Nucor’s Board of Directors recommends a vote FOR the ratification of the appointment of PricewaterhouseCoopers LLP as the Company’s independent auditors for the fiscal year ending December 31, 2004. Unless otherwise specified, proxies will be voted FOR the proposal.

 

16


OTHER MATTERS

 

Discretionary Voting by Proxy Holders

 

Nucor’s Board of Directors does not intend to present any matters to the 2004 annual meeting of stockholders other than as set forth above, and knows of no other matter to be brought before the meeting.

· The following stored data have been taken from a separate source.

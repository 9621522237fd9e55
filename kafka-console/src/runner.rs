//! Tools for initializing the console in the final binary.
use crate::client::BrokerClientFactory;
use crate::config::Config;
use crate::observability::LogFilterHttpExporter;
use crate::outcome::Outcome;
use crate::resource::ResourceStore;
use crate::services::Services;
use anyhow::Context;
use anyhow::{Result, anyhow};
use clap::{Parser, crate_version};
use metrics_exporter_prometheus::{PrometheusBuilder, PrometheusHandle};
use std::env;
use std::net::SocketAddr;
use std::sync::Arc;
use tokio::runtime::{self, Runtime};
use tokio::signal::unix::{SignalKind, signal};
use tokio::sync::watch;
use tracing::{error, info};
use tracing_appender::non_blocking::{NonBlocking, WorkerGuard};
use tracing_subscriber::filter::Directive;
use tracing_subscriber::fmt::Layer;
use tracing_subscriber::fmt::format::DefaultFields;
use tracing_subscriber::fmt::format::Format;
use tracing_subscriber::fmt::format::Full;
use tracing_subscriber::fmt::format::Json;
use tracing_subscriber::fmt::format::JsonFields;
use tracing_subscriber::layer::Layered;
use tracing_subscriber::reload::Handle;
use tracing_subscriber::{EnvFilter, Registry};

#[derive(Parser, Clone)]
#[clap(version = crate_version!())]
struct ConfigOpts {
    #[clap(short, long, default_value = "config/config.yaml")]
    pub config_file: String,

    /// YAML list of kafka resources to register clusters from at startup
    #[clap(short, long)]
    pub resources_file: Option<String>,

    // Number of tokio worker threads.
    // By default uses the number of cores on the system.
    #[clap(long)]
    pub core_threads: Option<usize>,

    // 2,097,152 = 2 * 1024 * 1024 (2MiB)
    #[clap(long, default_value = "2097152")]
    pub stack_size: usize,

    #[arg(long, value_enum, default_value = "human")]
    pub log_format: LogFormat,
}

#[derive(clap::ValueEnum, Clone, Copy)]
enum LogFormat {
    Human,
    Json,
}

pub struct Console {
    runtime: Runtime,
    config: Config,
    resources: ResourceStore,
    tracing: TracingState,
    metrics: Option<(PrometheusHandle, SocketAddr)>,
}

impl Console {
    #[allow(clippy::new_without_default)]
    pub fn new() -> Self {
        let opts = ConfigOpts::parse();
        let log_format = opts.log_format;

        match Console::new_inner(opts) {
            Ok(x) => x,
            Err(err) => {
                // If initialization failed then we have no tokio runtime or tracing to use.
                // Create the simplest runtime + tracing so we can write out an `error!`, if even that fails then just panic.
                // Put it all in its own scope so we drop it (and therefore perform tracing log flushing) before we exit
                {
                    let rt = Runtime::new()
                        .context("Failed to create runtime while trying to report {err:?}")
                        .unwrap();
                    let _guard = rt.enter();
                    let _tracing_state = TracingState::new("error", log_format)
                        .context("Failed to create TracingState while trying to report {err:?}")
                        .unwrap();

                    tracing::error!("{:?}", err.context("Failed to start kafka console"));
                }
                std::process::exit(1);
            }
        }
    }

    fn new_inner(params: ConfigOpts) -> Result<Self> {
        let config = Config::from_file(&params.config_file)?;
        let resources = match &params.resources_file {
            Some(path) => ResourceStore::from_file(path)?,
            None => ResourceStore::default(),
        };
        let tracing = TracingState::new(config.main_log_level.as_str(), params.log_format)?;
        let runtime = Console::create_runtime(params.stack_size, params.core_threads)?;
        let metrics = Console::install_metrics_recorder(&config)?;

        Ok(Console {
            runtime,
            config,
            resources,
            tracing,
            metrics,
        })
    }

    /// The recorder has to be installed before any metric is recorded,
    /// the interface serving it is only started once the registry exists.
    fn install_metrics_recorder(config: &Config) -> Result<Option<(PrometheusHandle, SocketAddr)>> {
        let Some(observability_interface) = &config.observability_interface else {
            return Ok(None);
        };
        let socket: SocketAddr = observability_interface.parse().with_context(|| {
            format!("Invalid observability_interface {observability_interface}")
        })?;
        let recorder = PrometheusBuilder::new().build_recorder();
        let handle = recorder.handle();
        metrics::set_global_recorder(recorder)?;
        Ok(Some((handle, socket)))
    }

    /// Runs the console until SIGINT or SIGTERM is received, permanently handing control of the application over to it.
    /// As such this method never returns.
    pub fn run_block(self) -> ! {
        let (trigger_shutdown_tx, trigger_shutdown_rx) = watch::channel(false);

        // We need to block on this part to ensure that we immediately register these signals.
        // Otherwise if we included signal creation in the below spawned task we would be at the mercy of whenever tokio decides to start running the task.
        let signals = self.runtime.block_on(async {
            Ok::<_, anyhow::Error>((
                signal(SignalKind::interrupt())?,
                signal(SignalKind::terminate())?,
            ))
        });

        let code = match signals {
            Ok((mut interrupt, mut terminate)) => {
                self.runtime.spawn(async move {
                    tokio::select! {
                        _ = interrupt.recv() => {
                            info!("received SIGINT");
                        },
                        _ = terminate.recv() => {
                            info!("received SIGTERM");
                        },
                    };

                    trigger_shutdown_tx.send(true).ok();
                });

                let observability = self
                    .metrics
                    .map(|(handle, socket)| (handle, socket, self.tracing.handle.clone()));
                match self.runtime.block_on(run(
                    self.config,
                    self.resources,
                    observability,
                    trigger_shutdown_rx,
                )) {
                    Ok(()) => {
                        info!("Kafka console was shutdown cleanly.");
                        0
                    }
                    Err(err) => {
                        error!("{:?}", err.context("Kafka console failed"));
                        1
                    }
                }
            }
            Err(err) => {
                error!("{:?}", err.context("Failed to register signal handlers"));
                1
            }
        };
        // Ensure tracing is flushed by dropping before exiting
        std::mem::drop(self.tracing);
        std::mem::drop(self.runtime);
        std::process::exit(code);
    }

    fn create_runtime(stack_size: usize, worker_threads: Option<usize>) -> Result<Runtime> {
        let mut runtime_builder = runtime::Builder::new_multi_thread();
        runtime_builder
            .enable_all()
            .thread_name("kafka-console-worker")
            .thread_stack_size(stack_size);
        if let Some(worker_threads) = worker_threads {
            runtime_builder.worker_threads(worker_threads);
        }
        runtime_builder
            .build()
            .context("Failed to create tokio runtime")
    }
}

struct TracingState {
    /// Once this is dropped tracing logs are ignored
    _guard: WorkerGuard,
    handle: ReloadHandle,
}

/// Returns a new `EnvFilter` by parsing each directive string, or an error if any directive is invalid.
/// The parsing is robust to formatting, but will reject the first invalid directive (e.g. bad log level).
fn try_parse_log_directives(directives: &[Option<&str>]) -> Result<EnvFilter> {
    let directives: Vec<Directive> = directives
        .iter()
        .flat_map(Option::as_deref)
        .flat_map(|s| s.split(','))
        .map(str::trim)
        .filter(|s| !s.is_empty())
        .map(|s| s.parse().map_err(|e| anyhow!("{}: {}", e, s)))
        .collect::<Result<_>>()?;

    let filter = directives
        .into_iter()
        .fold(EnvFilter::default(), |filter, directive| {
            filter.add_directive(directive)
        });

    Ok(filter)
}

impl TracingState {
    fn new(log_level: &str, format: LogFormat) -> Result<Self> {
        let (non_blocking, guard) = tracing_appender::non_blocking(std::io::stdout());

        // Directives from the config file first, then RUST_LOG which takes priority.
        let overrides = env::var(EnvFilter::DEFAULT_ENV).ok();
        let env_filter = try_parse_log_directives(&[Some(log_level), overrides.as_deref()])?;

        let handle = match format {
            LogFormat::Json => {
                let builder = tracing_subscriber::fmt()
                    .json()
                    .with_writer(non_blocking)
                    .with_env_filter(env_filter)
                    .with_filter_reloading();
                let handle = ReloadHandle::Json(builder.reload_handle());
                builder.init();
                handle
            }
            LogFormat::Human => {
                let builder = tracing_subscriber::fmt()
                    .with_writer(non_blocking)
                    .with_env_filter(env_filter)
                    .with_filter_reloading();
                let handle = ReloadHandle::Human(builder.reload_handle());
                builder.init();
                handle
            }
        };

        // Panics are printed straight to stderr by default which would break json output.
        if let LogFormat::Json = format {
            crate::tracing_panic_handler::setup();
        }

        Ok(TracingState {
            _guard: guard,
            handle,
        })
    }
}

type Formatter<A, B> = Layered<Layer<Registry, A, Format<B>, NonBlocking>, Registry>;

#[derive(Clone)]
pub(crate) enum ReloadHandle {
    Json(Handle<EnvFilter, Formatter<JsonFields, Json>>),
    Human(Handle<EnvFilter, Formatter<DefaultFields, Full>>),
}

impl ReloadHandle {
    pub fn reload(&self, filter: EnvFilter) -> Result<()> {
        match self {
            ReloadHandle::Json(handle) => handle.reload(filter).map_err(|e| anyhow!(e)),
            ReloadHandle::Human(handle) => handle.reload(filter).map_err(|e| anyhow!(e)),
        }
    }
}

async fn run(
    config: Config,
    resources: ResourceStore,
    observability: Option<(PrometheusHandle, SocketAddr, ReloadHandle)>,
    mut trigger_shutdown_rx: watch::Receiver<bool>,
) -> Result<()> {
    info!("Starting kafka console {}", crate_version!());
    info!(
        clusters = ?config.kafka.clusters.iter().map(|cluster| cluster.cluster_key()).collect::<Vec<_>>(),
        resources = resources.len(),
        registry = ?config.registry,
    );

    let factory = Arc::new(BrokerClientFactory::new(
        config.registry.client_construction_timeout(),
    ));
    let services = Services::start(&config, &resources, factory).await;

    if let Some((recorder_handle, socket, tracing_handle)) = observability {
        let exporter = LogFilterHttpExporter::new(
            recorder_handle,
            socket,
            tracing_handle,
            services.registry.clone(),
        );
        tokio::spawn(exporter.async_run());
    }

    trigger_shutdown_rx
        .wait_for(|shutdown| *shutdown)
        .await
        .context("Shutdown trigger was dropped")?;

    let report = services.shutdown().await?;
    let failures: Vec<&str> = report
        .iter()
        .filter(|(_, outcome)| matches!(outcome, Outcome::Failure(_)))
        .map(|(cluster_id, _)| cluster_id.as_str())
        .collect();
    if failures.is_empty() {
        Ok(())
    } else {
        Err(anyhow!(
            "Connections to clusters {failures:?} were not closed cleanly"
        ))
    }
}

However, if any other matter comes before the meeting, or any adjournment, the matter may be excluded by Nucor as untimely or the persons named in the enclosed proxy may vote such proxy on the matter according to their best judgment.

 

Stockholder Proposals

 

Any stockholder proposal intended to be included in Nucor’s proxy statement for its 2005 annual meeting of stockholders must be received by Nucor not later than November 22, 2004. Any stockholder proposal intended to be presented at the 2005 annual meeting of stockholders, but that will not be included in the proxy statement, must be received by Nucor at least 60 days before the date of such meeting. The 2005 annual meeting of stockholders is expected to be held on May 12, 2005. Any proposals not received before this deadline may be excluded from the meeting.

 

Solicitation and Expenses

 

Nucor will bear the entire cost of this proxy solicitation, including the preparation, printing and mailing of the proxy statement, the proxy and any additional soliciting materials sent by Nucor to stockholders. Nucor has retained the services of Georgeson Shareholder to assist in the solicitation of proxies from the Company’s stockholders. The fees to be paid to Georgeson Shareholder by the Company for these services are not expected to exceed $10,000, plus reasonable out-of-pocket expenses. Further, the Company may reimburse brokerage firms and other persons representing beneficial owners of shares for reasonable expenses incurred by them in forwarding proxy soliciting materials to such beneficial owners. In addition to solicitations by mail, certain of the Company’s directors, officers and regular employees, without additional remuneration, may solicit proxies by telephone, facsimile and personal interviews. Solicitation by officers and employees of Nucor may also be made of some stockholders in person or by mail, telephone or facsimile following the original solicitation.

 

Delivery of Proxy Statements

 

As permitted by the Securities and Exchange Act of 1934, as amended, only one copy of this proxy statement is being delivered to stockholders residing at the same address, unless such stockholders have notified the Company of their desire to receive multiple copies of the proxy statement.

 

The Company will promptly deliver, upon oral or written request, a separate copy of the proxy statement to any stockholder residing at an address to which only one copy was mailed. Requests for additional copies and/or requests for multiple copies of the proxy statement in the future should be directed to A. Rae Eagle, General Manager and Corporate Secretary, at our executive offices.

 

Stockholders residing at the same address and currently receiving multiple copies of the proxy statement may contact A. Rae Eagle, General Manager and Corporate Secretary, at our executive offices to request that only a single copy of the proxy statement be mailed in the future.

 

By order of the Board of Directors,

 

DANIEL R. DIMICCO

 

Vice Chairman, President and

Chief Executive Officer

March 22, 2004

 

PLEASE SIGN, DATE AND PROMPTLY RETURN THE ENCLOSED PROXY CARD

IN THE ENCLOSED ENVELOPE, OR VOTE VIA THE TELEPHONE OR INTERNET.